The projects will be coordinated by ISRO scientists at the Space Applications Centre (SAC), the Liquid Propulsion Systems Centre (LPSC), the Semi-conductor Laboratory (SCL) and the Vikram Sarabhai Space Centre (VSSC).
While welcoming the joint research activities between ISRO and IIT Delhi under the Space Technology Cell, Professor V Ramgopal Rao, Director, IIT Delhi said, “IIT Delhi is committed to taking its interactions with ISRO to the next level. The Institute has some of the world’s experts in various technology domains such as land surface modelling, remote sensing, molecular dynamics simulations etc. who will extend their expertise to ISRO and play a key role in making its future endeavours successful. IIT Delhi has also entered into similar agreements with other strategic agencies in the country.”
The eight collaborative research projects on which the scientists from different ISRO centres and IIT Delhi will work jointly include:
Establishing a Coupled Indian Land Data Assimilation System (ILDAS) for identifying hydrologic extremes - This system will have widespread water resource applications, including drought and flood forecasting and understanding land-atmosphere interactions.
Classical Trajectory Monte Carlo Simulations of the Plasma dynamics in electrode-less plasma thruster - The project aims to understand the plasma dynamics in electrode-less thrusters, which are used for electric propulsion and have a longer lifespan than their electrode-based counterparts. Electric propulsion schemes exhibit high fuel efficiency and lower thrust than chemical propulsion schemes and are therefore preferred for deep space missions.
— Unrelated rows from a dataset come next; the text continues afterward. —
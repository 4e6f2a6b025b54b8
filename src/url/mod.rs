//! URL handling module for Sitemap-Crawler
//!
//! This module provides URL canonicalization, domain scoping, and the
//! exclusion/extension filters that decide whether a discovered link belongs
//! in the crawl at all.

mod domain;
mod matcher;
mod normalize;

use crate::config::{Config, HostScope};
use crate::UrlError;
use std::fmt;
use thiserror::Error;
use url::Url;

// Re-export main functions
pub use domain::{extract_domain, host_in_scope, registrable_domain};
pub use matcher::{matching_exclusion, normalize_extensions, path_extension};
pub use normalize::normalize_url;

/// A URL in canonical form, used as the deduplication key for the whole crawl
#[derive(Debug, Clone, PartialEq, Eq, Hash, PartialOrd, Ord)]
pub struct CanonicalUrl(Url);

impl CanonicalUrl {
    pub fn as_str(&self) -> &str {
        self.0.as_str()
    }

    pub fn as_url(&self) -> &Url {
        &self.0
    }
}

impl fmt::Display for CanonicalUrl {
    fn fmt(&self, f: &mut fmt::Formatter<'_>) -> fmt::Result {
        f.write_str(self.0.as_str())
    }
}

/// Why a link was dropped by the canonicalizer
///
/// Rejections are expected during a crawl and are not errors.
#[derive(Debug, Clone, PartialEq, Eq, Error)]
pub enum Rejection {
    #[error("malformed URL")]
    Malformed,

    #[error("unsupported scheme: {0}")]
    UnsupportedScheme(String),

    #[error("host {0} is outside the crawl scope")]
    OffSite(String),

    #[error("matches exclusion pattern '{0}'")]
    Excluded(String),

    #[error("extension '{0}' is not allowed")]
    Extension(String),
}

/// Turns raw hrefs into canonical URLs and filters out links that are not
/// part of the site being mapped
#[derive(Debug, Clone)]
pub struct Canonicalizer {
    seed: CanonicalUrl,
    seed_host: String,
    scope: HostScope,
    exclude_patterns: Vec<String>,
    /// `None` disables extension filtering (empty allow-list in the config)
    allowed_extensions: Option<Vec<String>>,
}

impl Canonicalizer {
    /// Creates a canonicalizer scoped to the given seed URL
    ///
    /// The seed itself is normalized but not run through the filters.
    pub fn new(seed: &Url, config: &Config) -> Result<Self, UrlError> {
        let seed = normalize_url(seed.clone())?;
        let seed_host = extract_domain(&seed).ok_or(UrlError::MissingDomain)?;

        let allowed_extensions = if config.valid_extensions.is_empty() {
            None
        } else {
            Some(normalize_extensions(&config.valid_extensions))
        };

        Ok(Self {
            seed: CanonicalUrl(seed),
            seed_host,
            scope: config.host_scope,
            exclude_patterns: config.exclude_patterns.clone(),
            allowed_extensions,
        })
    }

    /// The canonical form of the seed URL
    pub fn seed(&self) -> &CanonicalUrl {
        &self.seed
    }

    /// Resolves `raw_href` against `base_url` and canonicalizes the result
    ///
    /// # Examples
    ///
    /// ```
    /// use sitemap_crawler::{Canonicalizer, Config, Rejection};
    /// use url::Url;
    ///
    /// let seed = Url::parse("https://example.com/").unwrap();
    /// let canonicalizer = Canonicalizer::new(&seed, &Config::default()).unwrap();
    ///
    /// let page = Url::parse("https://example.com/blog/post").unwrap();
    /// let link = canonicalizer.canonicalize(&page, "../about#team").unwrap();
    /// assert_eq!(link.as_str(), "https://example.com/about");
    ///
    /// assert!(matches!(
    ///     canonicalizer.canonicalize(&page, "https://other.org/"),
    ///     Err(Rejection::OffSite(_))
    /// ));
    /// ```
    pub fn canonicalize(&self, base_url: &Url, raw_href: &str) -> Result<CanonicalUrl, Rejection> {
        let resolved = base_url
            .join(raw_href.trim())
            .map_err(|_| Rejection::Malformed)?;
        self.canonicalize_url(resolved)
    }

    /// Canonicalizes an already absolute URL and applies the scope filters
    pub fn canonicalize_url(&self, url: Url) -> Result<CanonicalUrl, Rejection> {
        let url = normalize_url(url).map_err(|e| match e {
            UrlError::InvalidScheme(scheme) => Rejection::UnsupportedScheme(scheme),
            _ => Rejection::Malformed,
        })?;

        let host = extract_domain(&url).ok_or(Rejection::Malformed)?;
        if !host_in_scope(&self.seed_host, &host, self.scope) {
            return Err(Rejection::OffSite(host));
        }

        if let Some(pattern) = matching_exclusion(&url, &self.exclude_patterns) {
            return Err(Rejection::Excluded(pattern.to_string()));
        }

        if let Some(allowed) = &self.allowed_extensions {
            let ext = path_extension(&url);
            if !ext.is_empty() && !allowed.contains(&ext) {
                return Err(Rejection::Extension(ext));
            }
        }

        Ok(CanonicalUrl(url))
    }
}

/// Validates a seed URL supplied by the user
///
/// The URL must be absolute, use http or https, and have a host. A trailing
/// slash is trimmed before parsing.
///
/// # Examples
///
/// ```
/// use sitemap_crawler::validate_seed_url;
///
/// assert!(validate_seed_url("https://example.com/").is_ok());
/// assert!(validate_seed_url("example.com").is_err());
/// assert!(validate_seed_url("ftp://example.com").is_err());
/// ```
pub fn validate_seed_url(raw: &str) -> Result<Url, UrlError> {
    let trimmed = raw.trim().trim_end_matches('/');
    let url = Url::parse(trimmed).map_err(|e| {
        UrlError::Parse(format!(
            "{} (include the protocol, e.g. https://example.com)",
            e
        ))
    })?;

    if url.scheme() != "http" && url.scheme() != "https" {
        return Err(UrlError::InvalidScheme(url.scheme().to_string()));
    }

    match url.host_str() {
        Some(host) if !host.is_empty() => Ok(url),
        _ => Err(UrlError::MissingDomain),
    }
}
Analysis of Variable Stiffness Composite Honeycomb Sandwich Structures with Embedded Delamination - The project aims to develop an efficient finite element formulation to evaluate displacements and stresses in composite structures widely used in aerospace and space applications.
Indigenous Sensor-based Real-Time Flood Warning Smart System - This aims to provide real-time warning to the community, by assimilating information through sensor networks and corrected satellite products, thereby providing a faster, more reliable warning system that will ensure protection to the community infrastructure and lives.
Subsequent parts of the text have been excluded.